Wednesday 27 May 2020

'Your Irish blood's not wanted here'

Rejection is never easy to accept. Nonetheless, like most things in life, the more we experience it, the better we are at dealing with it.

Both personally and professionally I've had my fair share of rejection. I won't say that I'm now indifferent and immune to it to the point where I have a reckless attitude towards everything.
'Your Irish blood's not wanted here': A mobile blood donation unit in Bogotá, Colombia.
'Sorry, but we can't take your blood.' 'But you took it in 2014!'
Indeed, even for those who seem "done" with life, who appear to care about nothing, a lot of the time this is just masking disappointments and, perhaps, bitterness and envy.

I haven't quite given up just yet.

'Don't have a cow, man!'

That being said, when the rejection attacks the very fibre of your being, literally the blood running through your veins, a fundamental component that keeps you in the game of life, this is particularly hard to take.

Throw in the fact that you were only trying to be helpful, expecting absolutely nothing in return from the recipient(s) of your altruistic deed, and it really only brings about that "why bother?" state of mind.

You see, I've been told my blood, my rare enough B-negative blood, is not wanted here in Colombia.

Apparently, it's to do with the fact that I'm from a mad cow disease country. I know, 'You said what now?'
'What has changed between now and 2014 to make my blood unwanted?'
I got wind of this last year when I tried to donate on my then employer's health day. At the time I thought it was just that particular blood bank. After all, in 2014 I gave blood in Bogotá, no questions asked — well, bar the obligatory ones you get asked before being needled up ('Do you practice safe sex?' 'If by safe you mean abstinence, yes.').

So the other week I tried again. 'No señor. It ain't happening.'

What's changed between 2014 and now to render my blood unsuitable for Colombians? To my knowledge, there haven't been incidents of mad cow disease in Ireland for years. If anything, things were riskier a few years back.

I take it that in the intervening period they've discovered some incompatibility. No one has been able to give me a clear answer thus far.

Needless to say, I'm no haematologist but I would have thought a simple test could be carried out to see if my blood is OK for donating.
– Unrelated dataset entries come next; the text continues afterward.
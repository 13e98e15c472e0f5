//! Bus contract consumed by the protocol driver.

use embedded_hal::i2c::SevenBitAddress;
use embedded_hal_async::i2c::I2c;

/// Outcome the bus reports for a started write.
#[derive(Debug, Clone, Copy, PartialEq, Eq)]
#[cfg_attr(feature = "defmt", derive(defmt::Format))]
pub enum TransferEvent {
    Complete,
    Aborted,
}

/// A bus that can start register writes to a 7-bit address.
///
/// `write` resolves once the bus reports how the transfer ended. The driver
/// races it against its own completion bound and drops the future on
/// timeout, so implementations must stop the transfer when dropped.
#[allow(async_fn_in_trait)]
pub trait Transport {
    type Error;

    /// One-time bus bring-up.
    fn open(&mut self) -> Result<(), Self::Error>;

    /// Select the target for the following writes. Called before every frame.
    fn bind_address(&mut self, address: SevenBitAddress) -> Result<(), Self::Error>;

    /// Write `bytes` as one transaction. `restart` keeps the bus claimed for
    /// a follow-up transfer.
    ///
    /// `Err` means the write could not be started at all.
    async fn write(&mut self, bytes: &[u8], restart: bool) -> Result<TransferEvent, Self::Error>;
}

/// [`Transport`] over any async embedded-hal I2C bus, such as the embassy-nrf
/// `Twim`.
///
/// A bus error (NACK, arbitration loss, overrun) is reported as
/// [`TransferEvent::Aborted`].
pub struct I2cTransport<I2C> {
    i2c: I2C,
    address: Option<SevenBitAddress>,
}

/// Errors from [`I2cTransport`] setup.
#[derive(Debug, Clone, Copy, PartialEq, Eq)]
#[cfg_attr(feature = "defmt", derive(defmt::Format))]
pub enum I2cTransportError {
    /// `write` before any `bind_address`.
    Unbound,
    /// Address does not fit in 7 bits.
    InvalidAddress(u8),
}

impl<I2C: I2c> I2cTransport<I2C> {
    pub const fn new(i2c: I2C) -> Self {
        Self { i2c, address: None }
    }

    /// Give the bus back.
    pub fn release(self) -> I2C {
        self.i2c
    }
}

impl<I2C: I2c> Transport for I2cTransport<I2C> {
    type Error = I2cTransportError;

    fn open(&mut self) -> Result<(), Self::Error> {
        Ok(())
    }

    fn bind_address(&mut self, address: SevenBitAddress) -> Result<(), Self::Error> {
        if address > 0x7F {
            return Err(I2cTransportError::InvalidAddress(address));
        }
        self.address = Some(address);
        Ok(())
    }

    async fn write(
        &mut self,
        bytes: &[u8],
        _restart: bool,
    ) -> Result<TransferEvent, Self::Error> {
        let address = self.address.ok_or(I2cTransportError::Unbound)?;
        match self.i2c.write(address, bytes).await {
            Ok(()) => Ok(TransferEvent::Complete),
            Err(_err) => {
                #[cfg(feature = "defmt")]
                defmt::debug!(
                    "i2c write to {=u8:#x} failed: {}",
                    address,
                    defmt::Debug2Format(&_err)
                );
                Ok(TransferEvent::Aborted)
            }
        }
    }
}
We can only assume this isn't possible.

A blood sport

Now, I won't lose sleep over the possibility of never donating blood again in my life — you could say I'm quite sanguine about the situation — but there is a part of me that wants to do it, at least once more.

One reason for this is that the first and only time I did it, in 2014, wasn't — it shames me somewhat to admit — for altruistic reasons only. No, I wanted to find out what my blood type was.
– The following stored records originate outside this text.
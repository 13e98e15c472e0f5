//! Tracer and pulser animations.
//!
//! Each animation is described by a plain settings struct and produces its
//! steps as an iterator, so the color sequence can be inspected without a
//! device or any waiting. [`SeesawNeoPixel::play_tracer`] and
//! [`SeesawNeoPixel::play_pulser`] apply the steps to a device, pausing
//! between them.

use core::ops::BitOr;

use embassy_time::Duration;
use embedded_hal_async::delay::DelayNs;
use rgb::RGB8;

use crate::error::Error;
use crate::protocol::SeesawNeoPixel;
use crate::transport::Transport;

/// How many times an animation repeats.
#[derive(Debug, Clone, Copy, PartialEq, Eq)]
#[cfg_attr(feature = "defmt", derive(defmt::Format))]
pub enum Passes {
    Count(u32),
    Forever,
}

impl Passes {
    const fn finished(self, completed: u32) -> bool {
        match self {
            Self::Count(count) => completed >= count,
            Self::Forever => false,
        }
    }
}

/// A lit segment that runs around the strip.
#[derive(Debug, Clone, Copy, PartialEq, Eq)]
pub struct Tracer {
    pub color: RGB8,
    pub step_delay: Duration,
    /// Pixels lit at the same time once the segment has formed.
    pub lit_len: u8,
    pub passes: Passes,
    /// Turn every pixel off before the first sweep.
    pub clear_first: bool,
}

impl Tracer {
    pub fn steps(&self, pixel_count: u8) -> TracerSteps {
        TracerSteps::new(pixel_count, self.lit_len, self.passes)
    }
}

/// One tracer step: light `on`, then turn `off` off.
#[derive(Debug, Clone, Copy, PartialEq, Eq)]
#[cfg_attr(feature = "defmt", derive(defmt::Format))]
pub struct TracerStep {
    pub on: u8,
    pub off: u8,
}

/// Steps of a [`Tracer`]; one sweep is `pixel_count` steps.
#[derive(Debug, Clone)]
pub struct TracerSteps {
    pixel_count: u8,
    next_on: u8,
    // Trails `next_on` by the segment length, wrapping at `pixel_count`.
    next_off: u8,
    passes: Passes,
    completed: u32,
}

impl TracerSteps {
    pub fn new(pixel_count: u8, lit_len: u8, passes: Passes) -> Self {
        let lit_len = lit_len.min(pixel_count);
        let next_off = if lit_len == 0 { 0 } else { pixel_count - lit_len };
        Self {
            pixel_count,
            next_on: 0,
            next_off,
            passes,
            completed: 0,
        }
    }
}

impl Iterator for TracerSteps {
    type Item = TracerStep;

    fn next(&mut self) -> Option<TracerStep> {
        if self.pixel_count == 0 || self.passes.finished(self.completed) {
            return None;
        }

        let step = TracerStep {
            on: self.next_on,
            off: self.next_off,
        };

        self.next_off = wrap_increment(self.next_off, self.pixel_count);
        self.next_on = wrap_increment(self.next_on, self.pixel_count);
        if self.next_on == 0 {
            self.completed = self.completed.saturating_add(1);
        }

        Some(step)
    }
}

const fn wrap_increment(value: u8, modulus: u8) -> u8 {
    if value + 1 >= modulus { 0 } else { value + 1 }
}

/// Color channels that follow the pulser intensity.
#[derive(Debug, Clone, Copy, PartialEq, Eq, Default)]
#[cfg_attr(feature = "defmt", derive(defmt::Format))]
pub struct ChannelMask {
    pub red: bool,
    pub green: bool,
    pub blue: bool,
}

impl ChannelMask {
    pub const RED: Self = Self::new(true, false, false);
    pub const GREEN: Self = Self::new(false, true, false);
    pub const BLUE: Self = Self::new(false, false, true);
    pub const WHITE: Self = Self::new(true, true, true);

    pub const fn new(red: bool, green: bool, blue: bool) -> Self {
        Self { red, green, blue }
    }

    /// `level` on the selected channels, zero elsewhere.
    pub const fn apply(self, level: u8) -> RGB8 {
        RGB8 {
            r: if self.red { level } else { 0 },
            g: if self.green { level } else { 0 },
            b: if self.blue { level } else { 0 },
        }
    }
}

impl BitOr for ChannelMask {
    type Output = Self;

    fn bitor(self, rhs: Self) -> Self {
        Self::new(
            self.red || rhs.red,
            self.green || rhs.green,
            self.blue || rhs.blue,
        )
    }
}

/// The whole strip breathing between two intensities.
#[derive(Debug, Clone, Copy, PartialEq, Eq)]
#[cfg_attr(feature = "defmt", derive(defmt::Format))]
pub struct Pulser {
    pub channels: ChannelMask,
    pub min: u8,
    pub max: u8,
    /// Intensity change per step; zero is treated as one.
    pub step: u8,
    pub step_delay: Duration,
    pub passes: Passes,
    /// Turn every pixel off before the first ramp.
    pub clear_first: bool,
}

impl Pulser {
    /// Intensity for every step: up from `min`, then the same values back
    /// down, once per pass.
    pub fn levels(&self) -> PulserLevels {
        PulserLevels::new(self.min, self.max, self.step, self.passes)
    }

    /// Fill color for every step.
    pub fn steps(&self) -> impl Iterator<Item = RGB8> + use<> {
        let channels = self.channels;
        self.levels().map(move |level| channels.apply(level))
    }
}

/// Intensities of a [`Pulser`].
///
/// Each ramp visits `(max - min) / step + 1` values; the down-ramp is the
/// up-ramp reversed. `min > max` gives no steps at all.
#[derive(Debug, Clone)]
pub struct PulserLevels {
    min: u8,
    step: u8,
    ramp_len: u16,
    // Index into up-ramp followed by down-ramp.
    position: u16,
    passes: Passes,
    completed: u32,
}

impl PulserLevels {
    pub fn new(min: u8, max: u8, step: u8, passes: Passes) -> Self {
        let step = step.max(1);
        let ramp_len = if min > max {
            0
        } else {
            u16::from((max - min) / step) + 1
        };
        Self {
            min,
            step,
            ramp_len,
            position: 0,
            passes,
            completed: 0,
        }
    }

    /// Values in one ramp.
    pub const fn ramp_len(&self) -> u16 {
        self.ramp_len
    }
}

impl Iterator for PulserLevels {
    type Item = u8;

    fn next(&mut self) -> Option<u8> {
        if self.ramp_len == 0 || self.passes.finished(self.completed) {
            return None;
        }

        let index = if self.position < self.ramp_len {
            self.position
        } else {
            2 * self.ramp_len - 1 - self.position
        };
        // index < ramp_len keeps this within min..=max
        let level = u16::from(self.min) + index * u16::from(self.step);

        self.position += 1;
        if self.position == 2 * self.ramp_len {
            self.position = 0;
            self.completed = self.completed.saturating_add(1);
        }

        u8::try_from(level).ok()
    }
}

impl<T, D> SeesawNeoPixel<T, D>
where
    T: Transport,
    D: DelayNs,
{
    /// Run a [`Tracer`] until its passes are done.
    pub async fn play_tracer(&mut self, tracer: &Tracer) -> Result<(), Error<T::Error>> {
        if tracer.clear_first {
            self.clear().await?;
        }

        for step in tracer.steps(self.pixel_count()) {
            self.set_pixel(step.on, tracer.color).await?;
            self.set_pixel(step.off, RGB8::default()).await?;
            self.pause(tracer.step_delay).await;
        }
        Ok(())
    }

    /// Run a [`Pulser`] until its passes are done.
    pub async fn play_pulser(&mut self, pulser: &Pulser) -> Result<(), Error<T::Error>> {
        if pulser.clear_first {
            self.clear().await?;
        }

        for color in pulser.steps() {
            self.fill(color).await?;
            self.pause(pulser.step_delay).await;
        }
        Ok(())
    }
}
//! UseCase: record interview feedback.
//!
//! Only identities holding an interviewer participant record for the room
//! may submit; the candidate is resolved from the room's participant set
//! and the entry is validated before it reaches the store.

use std::sync::Arc;

use greenroom_shared::time::Clock;

use crate::domain::{
    FeedbackEntry, FeedbackRating, HireRecommendation, Role, RoomCode, RoomStore, Timestamp,
    UserId,
};

use super::error::FeedbackError;

#[derive(Debug, Clone)]
pub struct FeedbackForm {
    pub technical_score: u8,
    pub communication_score: u8,
    pub problem_solving_score: u8,
    pub overall_rating: FeedbackRating,
    pub notes: String,
    pub recommendation: HireRecommendation,
}

pub struct SubmitFeedbackUseCase {
    store: Arc<dyn RoomStore>,
    clock: Arc<dyn Clock>,
}

impl SubmitFeedbackUseCase {
    pub fn new(store: Arc<dyn RoomStore>, clock: Arc<dyn Clock>) -> Self {
        Self { store, clock }
    }

    pub async fn execute(
        &self,
        code: &RoomCode,
        interviewer: UserId,
        form: FeedbackForm,
    ) -> Result<(), FeedbackError> {
        self.store
            .get_room(code)
            .await?
            .ok_or(FeedbackError::RoomNotFound)?;

        let submitter = self
            .store
            .get_participant(code, interviewer)
            .await?
            .ok_or(FeedbackError::NotAnInterviewer)?;
        if submitter.role != Role::Interviewer {
            return Err(FeedbackError::NotAnInterviewer);
        }

        let candidate = self
            .store
            .participants(code)
            .await?
            .into_iter()
            .find(|p| p.role == Role::Candidate)
            .ok_or(FeedbackError::MissingCandidate)?;

        let entry = FeedbackEntry::new(
            code.clone(),
            interviewer,
            candidate.user,
            form.technical_score,
            form.communication_score,
            form.problem_solving_score,
            form.overall_rating,
            form.notes,
            form.recommendation,
            Timestamp::new(self.clock.now_utc_millis()),
        )?;
        self.store.add_feedback(entry).await?;
        tracing::info!("Feedback recorded for room '{}' by user {}", code, interviewer);
        Ok(())
    }
}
I had no idea and earlier that year I, um, took a stab at what it was in order to get my first ever Colombian ID, cédula extranjería, issued (a requirement once a work visa is approved). I think I said I was 'O positive' and signed a document to that effect. True to form, 'Wrong Way' was wrong with that one.

So now I want to give blood for the sole reason that I might help save somebody's life.

A blood-bank employee did tell me that I'd be able to donate here if I hadn't returned to a mad cow disease country for something like three years or more. For the record, I was last in Ireland in September 2018.

Considering I tend to go back home every two years or so, it looks like I won't be giving blood in Colombia any time soon, if ever again.

I guess I'll just have to wait to do it next time I'm back in Europe. Here's hoping I don't faint as I almost did on the first occasion — I'm a bit queasy when it comes to these things.

Maybe, though, like rejection, I'll get better at dealing with it the more I experience it. The risk is, however, I become so thick-skinned that no one will get any blood out of me ever again.